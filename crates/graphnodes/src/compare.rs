use graphcore::Value;
use std::cmp::Ordering;

/// Comparison shared by filter and conditional nodes
#[derive(Debug, Clone, Copy, PartialEq, Eq)]
pub enum Operator {
    Equals,
    NotEquals,
    GreaterThan,
    GreaterOrEqual,
    LessThan,
    LessOrEqual,
    Contains,
    Exists,
    Truthy,
}

impl Operator {
    pub const NAMES: &'static [&'static str] =
        &["==", "!=", ">", ">=", "<", "<=", "contains", "exists", "truthy"];

    pub fn parse(name: &str) -> Option<Self> {
        let op = match name {
            "==" | "eq" | "equals" => Operator::Equals,
            "!=" | "ne" | "notEquals" => Operator::NotEquals,
            ">" | "gt" => Operator::GreaterThan,
            ">=" | "gte" => Operator::GreaterOrEqual,
            "<" | "lt" => Operator::LessThan,
            "<=" | "lte" => Operator::LessOrEqual,
            "contains" => Operator::Contains,
            "exists" => Operator::Exists,
            "truthy" => Operator::Truthy,
            _ => return None,
        };
        Some(op)
    }

    /// `left` is `None` when the compared field is absent.
    pub fn apply(&self, left: Option<&Value>, right: &Value) -> bool {
        let Some(left) = left else {
            return matches!(self, Operator::NotEquals);
        };
        match self {
            Operator::Equals => left.loosely_equals(right),
            Operator::NotEquals => !left.loosely_equals(right),
            Operator::GreaterThan => order(left, right) == Some(Ordering::Greater),
            Operator::GreaterOrEqual => {
                matches!(order(left, right), Some(Ordering::Greater | Ordering::Equal))
            }
            Operator::LessThan => order(left, right) == Some(Ordering::Less),
            Operator::LessOrEqual => {
                matches!(order(left, right), Some(Ordering::Less | Ordering::Equal))
            }
            Operator::Contains => match (left, right) {
                (Value::String(haystack), Value::String(needle)) => haystack.contains(needle.as_str()),
                (Value::Array(items), needle) => items.iter().any(|item| item.loosely_equals(needle)),
                (Value::Object(map), Value::String(key)) => map.contains_key(key),
                _ => false,
            },
            Operator::Exists => !left.is_null(),
            Operator::Truthy => left.is_truthy(),
        }
    }
}

fn order(left: &Value, right: &Value) -> Option<Ordering> {
    match (numeric(left), numeric(right)) {
        (Some(a), Some(b)) => a.partial_cmp(&b),
        _ => match (left, right) {
            (Value::String(a), Value::String(b)) => Some(a.cmp(b)),
            _ => None,
        },
    }
}

fn numeric(value: &Value) -> Option<f64> {
    match value {
        Value::Number(n) => Some(*n),
        Value::String(s) => s.trim().parse().ok(),
        _ => None,
    }
}

/// Field lookup with dotted paths (`"user.name"`).
pub fn field<'a>(record: &'a Value, path: &str) -> Option<&'a Value> {
    path.split('.')
        .try_fold(record, |current, segment| current.get(segment))
}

YOUR OBJECTIVE: Please return all of the entries above, exactly and completely.

ANSWER FOR THE TASK:
filename crates/graphnodes/src/compare.rs
use graphcore::Value;
use std::cmp::Ordering;

/// Comparison shared by filter and conditional nodes
#[derive(Debug, Clone, Copy, PartialEq, Eq)]
pub enum Operator {
    Equals,
    NotEquals,
    GreaterThan,
    GreaterOrEqual,
    LessThan,
    LessOrEqual,
    Contains,
    Exists,
    Truthy,
}

impl Operator {
    pub const NAMES: &'static [&'static str] =
        &["==", "!=", ">", ">=", "<", "<=", "contains", "exists", "truthy"];

    pub fn parse(name: &str) -> Option<Self> {
        let op = match name {
            "==" | "eq" | "equals" => Operator::Equals,
            "!=" | "ne" | "notEquals" => Operator::NotEquals,
            ">" | "gt" => Operator::GreaterThan,
            ">=" | "gte" => Operator::GreaterOrEqual,
            "<" | "lt" => Operator::LessThan,
            "<=" | "lte" => Operator::LessOrEqual,
            "contains" => Operator::Contains,
            "exists" => Operator::Exists,
            "truthy" => Operator::Truthy,
            _ => return None,
        };
        Some(op)
    }

    /// `left` is `None` when the compared field is absent.
    pub fn apply(&self, left: Option<&Value>, right: &Value) -> bool {
        let Some(left) = left else {
            return matches!(self, Operator::NotEquals);
        };
        match self {
            Operator::Equals => left.loosely_equals(right),
            Operator::NotEquals => !left.loosely_equals(right),
            Operator::GreaterThan => order(left, right) == Some(Ordering::Greater),
            Operator::GreaterOrEqual => {
                matches!(order(left, right), Some(Ordering::Greater | Ordering::Equal))
            }
            Operator::LessThan => order(left, right) == Some(Ordering::Less),
            Operator::LessOrEqual => {
                matches!(order(left, right), Some(Ordering::Less | Ordering::Equal))
            }
            Operator::Contains => match (left, right) {
                (Value::String(haystack), Value::String(needle)) => haystack.contains(needle.as_str()),
                (Value::Array(items), needle) => items.iter().any(|item| item.loosely_equals(needle)),
                (Value::Object(map), Value::String(key)) => map.contains_key(key),
                _ => false,
            },
            Operator::Exists => !left.is_null(),
            Operator::Truthy => left.is_truthy(),
        }
    }
}

fn order(left: &Value, right: &Value) -> Option<Ordering> {
    match (numeric(left), numeric(right)) {
        (Some(a), Some(b)) => a.partial_cmp(&b),
        _ => match (left, right) {
            (Value::String(a), Value::String(b)) => Some(a.cmp(b)),
            _ => None,
        },
    }
}

fn numeric(value: &Value) -> Option<f64> {
    match value {
        Value::Number(n) => Some(*n),
        Value::String(s) => s.trim().parse().ok(),
        _ => None,
    }
}

/// Field lookup with dotted paths (`"user.name"`).
pub fn field<'a>(record: &'a Value, path: &str) -> Option<&'a Value> {
    path.split('.')
        .try_fold(record, |current, segment| current.get(segment))
}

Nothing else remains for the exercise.